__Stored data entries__
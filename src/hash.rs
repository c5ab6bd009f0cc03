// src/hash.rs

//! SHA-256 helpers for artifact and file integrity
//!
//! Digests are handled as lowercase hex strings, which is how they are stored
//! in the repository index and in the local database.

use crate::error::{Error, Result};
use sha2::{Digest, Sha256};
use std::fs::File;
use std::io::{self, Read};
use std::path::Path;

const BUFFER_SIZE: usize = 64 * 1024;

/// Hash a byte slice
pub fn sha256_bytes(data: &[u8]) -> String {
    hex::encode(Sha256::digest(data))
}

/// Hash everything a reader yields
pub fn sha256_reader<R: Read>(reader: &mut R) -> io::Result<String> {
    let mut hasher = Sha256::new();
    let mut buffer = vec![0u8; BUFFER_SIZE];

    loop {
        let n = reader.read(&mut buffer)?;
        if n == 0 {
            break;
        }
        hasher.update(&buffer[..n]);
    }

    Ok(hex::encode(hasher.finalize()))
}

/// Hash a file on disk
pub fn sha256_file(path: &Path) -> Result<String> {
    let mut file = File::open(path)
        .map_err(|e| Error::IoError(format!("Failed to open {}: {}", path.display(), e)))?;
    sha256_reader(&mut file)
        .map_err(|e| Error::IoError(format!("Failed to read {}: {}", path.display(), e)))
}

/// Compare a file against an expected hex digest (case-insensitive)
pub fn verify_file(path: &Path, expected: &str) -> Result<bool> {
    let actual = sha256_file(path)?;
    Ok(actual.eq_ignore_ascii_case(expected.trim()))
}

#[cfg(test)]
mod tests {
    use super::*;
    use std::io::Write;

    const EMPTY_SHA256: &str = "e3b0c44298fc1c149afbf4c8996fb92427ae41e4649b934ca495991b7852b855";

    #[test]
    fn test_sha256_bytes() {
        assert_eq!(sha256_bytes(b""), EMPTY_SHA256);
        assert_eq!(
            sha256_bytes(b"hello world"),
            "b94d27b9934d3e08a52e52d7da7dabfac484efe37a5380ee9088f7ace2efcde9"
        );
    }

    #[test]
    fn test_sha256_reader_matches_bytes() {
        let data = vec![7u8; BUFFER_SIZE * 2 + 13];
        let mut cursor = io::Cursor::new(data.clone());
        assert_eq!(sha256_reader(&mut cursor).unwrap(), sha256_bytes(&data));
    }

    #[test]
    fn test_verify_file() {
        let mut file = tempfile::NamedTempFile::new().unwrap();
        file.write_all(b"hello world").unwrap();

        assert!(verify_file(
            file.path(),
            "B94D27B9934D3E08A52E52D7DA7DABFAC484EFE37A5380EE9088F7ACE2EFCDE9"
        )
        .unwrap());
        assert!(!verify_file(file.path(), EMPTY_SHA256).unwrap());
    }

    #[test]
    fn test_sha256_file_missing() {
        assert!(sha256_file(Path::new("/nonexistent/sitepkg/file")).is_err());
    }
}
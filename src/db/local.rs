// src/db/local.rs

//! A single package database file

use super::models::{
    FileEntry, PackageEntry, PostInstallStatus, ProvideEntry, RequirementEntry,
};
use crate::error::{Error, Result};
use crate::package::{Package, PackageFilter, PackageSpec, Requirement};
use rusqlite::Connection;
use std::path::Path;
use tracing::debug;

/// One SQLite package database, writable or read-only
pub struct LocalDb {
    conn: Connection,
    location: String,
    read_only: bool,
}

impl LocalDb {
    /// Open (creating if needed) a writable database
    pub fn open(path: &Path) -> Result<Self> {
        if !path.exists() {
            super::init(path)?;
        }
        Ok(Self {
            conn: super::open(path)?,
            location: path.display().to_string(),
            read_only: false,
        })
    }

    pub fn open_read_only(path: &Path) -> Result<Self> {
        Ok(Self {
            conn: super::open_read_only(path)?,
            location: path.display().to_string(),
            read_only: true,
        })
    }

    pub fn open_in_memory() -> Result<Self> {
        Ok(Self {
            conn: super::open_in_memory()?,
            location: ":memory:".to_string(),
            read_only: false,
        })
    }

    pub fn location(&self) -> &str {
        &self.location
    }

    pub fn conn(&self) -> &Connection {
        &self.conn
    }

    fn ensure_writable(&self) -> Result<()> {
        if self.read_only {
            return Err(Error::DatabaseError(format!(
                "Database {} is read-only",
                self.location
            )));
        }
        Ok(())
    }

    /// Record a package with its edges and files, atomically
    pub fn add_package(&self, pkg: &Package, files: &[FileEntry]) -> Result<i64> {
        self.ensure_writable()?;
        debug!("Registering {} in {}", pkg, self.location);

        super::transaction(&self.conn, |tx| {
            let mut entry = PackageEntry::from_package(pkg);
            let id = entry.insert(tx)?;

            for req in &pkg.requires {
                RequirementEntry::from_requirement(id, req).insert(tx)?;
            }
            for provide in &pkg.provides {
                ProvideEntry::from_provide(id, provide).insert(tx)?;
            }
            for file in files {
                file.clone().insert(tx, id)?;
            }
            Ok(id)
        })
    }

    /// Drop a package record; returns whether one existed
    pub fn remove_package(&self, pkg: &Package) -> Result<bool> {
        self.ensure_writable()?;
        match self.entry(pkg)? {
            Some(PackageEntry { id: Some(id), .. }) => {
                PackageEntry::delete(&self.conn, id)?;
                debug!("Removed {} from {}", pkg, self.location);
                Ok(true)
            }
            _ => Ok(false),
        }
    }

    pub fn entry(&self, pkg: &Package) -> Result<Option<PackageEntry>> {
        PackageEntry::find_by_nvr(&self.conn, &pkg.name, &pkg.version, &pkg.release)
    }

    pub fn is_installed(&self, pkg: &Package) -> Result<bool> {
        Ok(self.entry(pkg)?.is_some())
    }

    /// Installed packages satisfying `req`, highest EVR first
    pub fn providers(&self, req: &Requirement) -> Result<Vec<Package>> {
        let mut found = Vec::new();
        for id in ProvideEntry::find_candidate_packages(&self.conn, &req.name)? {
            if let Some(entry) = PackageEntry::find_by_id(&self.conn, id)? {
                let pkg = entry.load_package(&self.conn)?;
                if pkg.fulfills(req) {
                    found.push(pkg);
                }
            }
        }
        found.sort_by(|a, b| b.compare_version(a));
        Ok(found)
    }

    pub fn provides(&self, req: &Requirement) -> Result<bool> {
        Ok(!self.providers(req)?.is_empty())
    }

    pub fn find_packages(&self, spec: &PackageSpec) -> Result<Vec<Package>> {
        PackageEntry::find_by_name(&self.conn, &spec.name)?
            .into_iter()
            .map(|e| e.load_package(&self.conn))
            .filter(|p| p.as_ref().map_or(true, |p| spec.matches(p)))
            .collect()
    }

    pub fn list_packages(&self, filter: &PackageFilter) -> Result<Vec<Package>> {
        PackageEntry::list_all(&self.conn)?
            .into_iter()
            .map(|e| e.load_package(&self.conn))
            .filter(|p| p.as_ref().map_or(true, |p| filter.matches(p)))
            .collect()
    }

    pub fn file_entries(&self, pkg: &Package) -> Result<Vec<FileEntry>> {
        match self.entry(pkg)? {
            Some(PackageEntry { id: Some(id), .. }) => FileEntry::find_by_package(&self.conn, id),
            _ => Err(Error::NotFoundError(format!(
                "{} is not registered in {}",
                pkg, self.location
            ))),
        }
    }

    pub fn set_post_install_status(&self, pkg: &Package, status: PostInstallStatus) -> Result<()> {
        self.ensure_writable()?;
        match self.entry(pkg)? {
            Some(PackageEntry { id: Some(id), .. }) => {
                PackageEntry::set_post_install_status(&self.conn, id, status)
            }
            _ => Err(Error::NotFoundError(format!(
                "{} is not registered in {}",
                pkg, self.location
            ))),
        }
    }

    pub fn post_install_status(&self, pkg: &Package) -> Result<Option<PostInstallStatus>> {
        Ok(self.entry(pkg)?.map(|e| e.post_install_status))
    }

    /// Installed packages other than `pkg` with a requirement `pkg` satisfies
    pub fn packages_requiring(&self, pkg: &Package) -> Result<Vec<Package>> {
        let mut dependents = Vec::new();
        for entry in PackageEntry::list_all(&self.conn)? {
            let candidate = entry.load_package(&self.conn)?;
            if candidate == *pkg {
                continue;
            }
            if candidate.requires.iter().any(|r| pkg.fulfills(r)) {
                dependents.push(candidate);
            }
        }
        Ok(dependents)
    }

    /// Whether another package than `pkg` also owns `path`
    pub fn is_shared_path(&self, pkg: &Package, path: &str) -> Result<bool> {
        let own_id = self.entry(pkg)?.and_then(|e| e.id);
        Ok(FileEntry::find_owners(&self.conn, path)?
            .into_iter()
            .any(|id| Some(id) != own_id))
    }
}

__Task details__
Beginning at the line with "let n = reader.read(&mut buffer)?;" and ending at the line with "use tracing::debug;", reproduce each line of the data above exactly, and add no other lines.

__Task solution__
        let n = reader.read(&mut buffer)?;
        if n == 0 {
            break;
        }
        hasher.update(&buffer[..n]);
    }

    Ok(hex::encode(hasher.finalize()))
}

/// Hash a file on disk
pub fn sha256_file(path: &Path) -> Result<String> {
    let mut file = File::open(path)
        .map_err(|e| Error::IoError(format!("Failed to open {}: {}", path.display(), e)))?;
    sha256_reader(&mut file)
        .map_err(|e| Error::IoError(format!("Failed to read {}: {}", path.display(), e)))
}

/// Compare a file against an expected hex digest (case-insensitive)
pub fn verify_file(path: &Path, expected: &str) -> Result<bool> {
    let actual = sha256_file(path)?;
    Ok(actual.eq_ignore_ascii_case(expected.trim()))
}

#[cfg(test)]
mod tests {
    use super::*;
    use std::io::Write;

    const EMPTY_SHA256: &str = "e3b0c44298fc1c149afbf4c8996fb92427ae41e4649b934ca495991b7852b855";

    #[test]
    fn test_sha256_bytes() {
        assert_eq!(sha256_bytes(b""), EMPTY_SHA256);
        assert_eq!(
            sha256_bytes(b"hello world"),
            "b94d27b9934d3e08a52e52d7da7dabfac484efe37a5380ee9088f7ace2efcde9"
        );
    }

    #[test]
    fn test_sha256_reader_matches_bytes() {
        let data = vec![7u8; BUFFER_SIZE * 2 + 13];
        let mut cursor = io::Cursor::new(data.clone());
        assert_eq!(sha256_reader(&mut cursor).unwrap(), sha256_bytes(&data));
    }

    #[test]
    fn test_verify_file() {
        let mut file = tempfile::NamedTempFile::new().unwrap();
        file.write_all(b"hello world").unwrap();

        assert!(verify_file(
            file.path(),
            "B94D27B9934D3E08A52E52D7DA7DABFAC484EFE37A5380EE9088F7ACE2EFCDE9"
        )
        .unwrap());
        assert!(!verify_file(file.path(), EMPTY_SHA256).unwrap());
    }

    #[test]
    fn test_sha256_file_missing() {
        assert!(sha256_file(Path::new("/nonexistent/sitepkg/file")).is_err());
    }
}
filename src/db/local.rs
// src/db/local.rs

//! A single package database file

use super::models::{
    FileEntry, PackageEntry, PostInstallStatus, ProvideEntry, RequirementEntry,
};
use crate::error::{Error, Result};
use crate::package::{Package, PackageFilter, PackageSpec, Requirement};
use rusqlite::Connection;
use std::path::Path;
use tracing::debug;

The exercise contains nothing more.